Sb-Doped SnO2 Hollow Spheres for Low-Resistance and Highly Selective Xylene Sensors
Jung-Hoo Seo, Seong-Young Yoon, Sang-Myeong Lee, Seong-Yong Jeong

TL;DR
This paper introduces a new xylene sensor using Sb-doped SnO2 hollow spheres that offer high selectivity and low resistance for efficient air quality monitoring.
Contribution
The study introduces Sb-doped SnO2 hollow spheres as a novel material for low-resistance and highly selective xylene detection.
Findings
2 mol% Sb-doped SnO2 achieved a high xylene response (SX = 24.0) and selectivity (SX/SE = 3.4) at 5 ppm.
Sensor resistance was reduced by ~200-fold compared to pure SnO2, reaching 38.5 kΩ.

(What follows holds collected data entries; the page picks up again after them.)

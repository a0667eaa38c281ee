//! Bill primitives.
//!
//! A `Bill` is one recorded expense: an integral amount paid to a receiver at
//! a location, split over one to twenty consumers. The row keeps foreign keys;
//! the domain type carries the resolved references.

use chrono::{DateTime, Utc};
use sea_orm::entity::prelude::*;
use serde::{Deserialize, Serialize};

use crate::{Consumer, Lifecycle, Location, Receiver, consumers, locations, receivers};

#[derive(Clone, Debug, PartialEq, Eq, Serialize, Deserialize)]
#[serde(rename_all = "camelCase")]
pub struct Bill {
    pub id: i64,
    pub amount: String,
    pub description: String,
    pub date: Option<DateTime<Utc>>,
    pub user_id: i64,
    pub receiver: Receiver,
    pub location: Location,
    pub consumers: Vec<Consumer>,
    pub created_at: DateTime<Utc>,
    pub updated_at: DateTime<Utc>,
    #[serde(flatten)]
    pub lifecycle: Lifecycle,
}

impl Bill {
    /// Builds the domain bill from its row and the rows it references.
    ///
    /// Consumers come back sorted by name so two loads of the same bill
    /// compare equal regardless of join order.
    pub(crate) fn from_parts(
        bill: Model,
        receiver: receivers::Model,
        location: locations::Model,
        mut consumers: Vec<consumers::Model>,
    ) -> Self {
        consumers.sort_by(|a, b| a.name.cmp(&b.name));
        Self {
            id: bill.id,
            amount: bill.amount,
            description: bill.description,
            date: bill.date,
            user_id: bill.user_id,
            receiver: Receiver::from(receiver),
            location: Location::from(location),
            consumers: consumers.into_iter().map(Consumer::from).collect(),
            created_at: bill.created_at,
            updated_at: bill.updated_at,
            lifecycle: Lifecycle::from_deleted_at(bill.deleted_at),
        }
    }
}

#[derive(Clone, Debug, PartialEq, DeriveEntityModel)]
#[sea_orm(table_name = "bills")]
pub struct Model {
    #[sea_orm(primary_key)]
    pub id: i64,
    pub amount: String,
    pub description: String,
    pub date: Option<DateTimeUtc>,
    pub user_id: i64,
    pub receiver_id: i32,
    pub location_id: i32,
    pub created_at: DateTimeUtc,
    pub updated_at: DateTimeUtc,
    pub deleted_at: Option<DateTimeUtc>,
}

#[derive(Copy, Clone, Debug, EnumIter, DeriveRelation)]
pub enum Relation {
    #[sea_orm(
        belongs_to = "super::users::Entity",
        from = "Column::UserId",
        to = "super::users::Column::Id",
        on_update = "NoAction",
        on_delete = "Cascade"
    )]
    Users,
    #[sea_orm(
        belongs_to = "super::receivers::Entity",
        from = "Column::ReceiverId",
        to = "super::receivers::Column::Id",
        on_update = "NoAction",
        on_delete = "Cascade"
    )]
    Receivers,
    #[sea_orm(
        belongs_to = "super::locations::Entity",
        from = "Column::LocationId",
        to = "super::locations::Column::Id",
        on_update = "NoAction",
        on_delete = "Cascade"
    )]
    Locations,
}

impl Related<super::consumers::Entity> for Entity {
    fn to() -> RelationDef {
        super::bill_consumers::Relation::Consumers.def()
    }

    fn via() -> Option<RelationDef> {
        Some(super::bill_consumers::Relation::Bills.def().rev())
    }
}

impl ActiveModelBehavior for ActiveModel {}
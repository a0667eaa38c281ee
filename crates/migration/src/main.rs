use sea_orm::Database;
use sea_orm_migration::prelude::*;

#[tokio::main]
async fn main() -> Result<(), Box<dyn std::error::Error + Send + Sync>> {
    let mut args = std::env::args().skip(1);
    let cmd = args.next().unwrap_or_else(|| "up".to_string());

    let db_url = std::env::var("DATABASE_URL")
        .unwrap_or_else(|_| "sqlite:./bolletta.db?mode=rwc".to_string());

    let db = Database::connect(&db_url).await?;

    match cmd.as_str() {
        "up" => migration::Migrator::up(&db, None).await?,
        "down" => migration::Migrator::down(&db, None).await?,
        "fresh" => migration::Migrator::fresh(&db).await?,
        "status" => {
            migration::Migrator::status(&db).await?;
        }
        _ => {
            eprintln!("Usage: cargo run -p migration -- [up|down|fresh|status]");
            std::process::exit(2);
        }
    }

    Ok(())
}
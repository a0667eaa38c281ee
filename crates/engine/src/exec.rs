//! Helpers for mutating statements that hand rows back.
//!
//! Soft-delete flips and guarded updates run as raw `UPDATE ... RETURNING`
//! statements. These helpers map the returned rows onto typed models and turn
//! "matched nothing" into an error the caller names.

use sea_orm::{DatabaseTransaction, FromQueryResult, Statement};

use crate::{EngineError, ResultEngine};

/// Runs a statement expected to touch exactly one row.
///
/// When no row comes back the caller-supplied message is returned as
/// [`EngineError::NoEffect`].
pub(crate) async fn one<M>(
    db_tx: &DatabaseTransaction,
    stmt: Statement,
    no_effect: &str,
) -> ResultEngine<M>
where
    M: FromQueryResult,
{
    M::find_by_statement(stmt)
        .one(db_tx)
        .await?
        .ok_or_else(|| EngineError::NoEffect(no_effect.to_string()))
}

/// Runs a statement that may touch any number of rows.
///
/// With a message, zero returned rows is an error. With `None` an empty
/// result is fine, which is what bulk flips over an empty set want.
pub(crate) async fn many<M>(
    db_tx: &DatabaseTransaction,
    stmt: Statement,
    no_effect: Option<&str>,
) -> ResultEngine<Vec<M>>
where
    M: FromQueryResult,
{
    let rows = M::find_by_statement(stmt).all(db_tx).await?;
    if rows.is_empty() {
        if let Some(message) = no_effect {
            return Err(EngineError::NoEffect(message.to_string()));
        }
    }
    Ok(rows)
}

The sensor detected xylene at 50 ppb with rapid response times of 4–5 seconds.
Abstract
It is important to be able to detect xylene with high selectivity and low sensor resistance when monitoring indoor and outdoor air quality. In this study, we report the development of Sb-doped SnO2 hollow spheres synthesized via ultrasonic spray pyrolysis for high-performance xylene detection with significantly reduced sensor resistance. The 2 mol% Sb-doped SnO2 sensor exhibited a remarkably high response (SX = 24.0) and selectivity (SX/SE = 3.4) toward 5 ppm xylene at 300 °C. Notably, the sensor resistance in air (Ra) was reduced by ~200-fold compared to that of pure SnO2, reaching a practical level of 38.5 kΩ, which enables cost-effective signal measurement. Furthermore, the 2Sb-SnO2 sensor demonstrated a low detection limit of 50 ppb and rapid response times (4–5 s). These results suggest that Sb doping is a highly effective strategy for engineering low-resistance and highly…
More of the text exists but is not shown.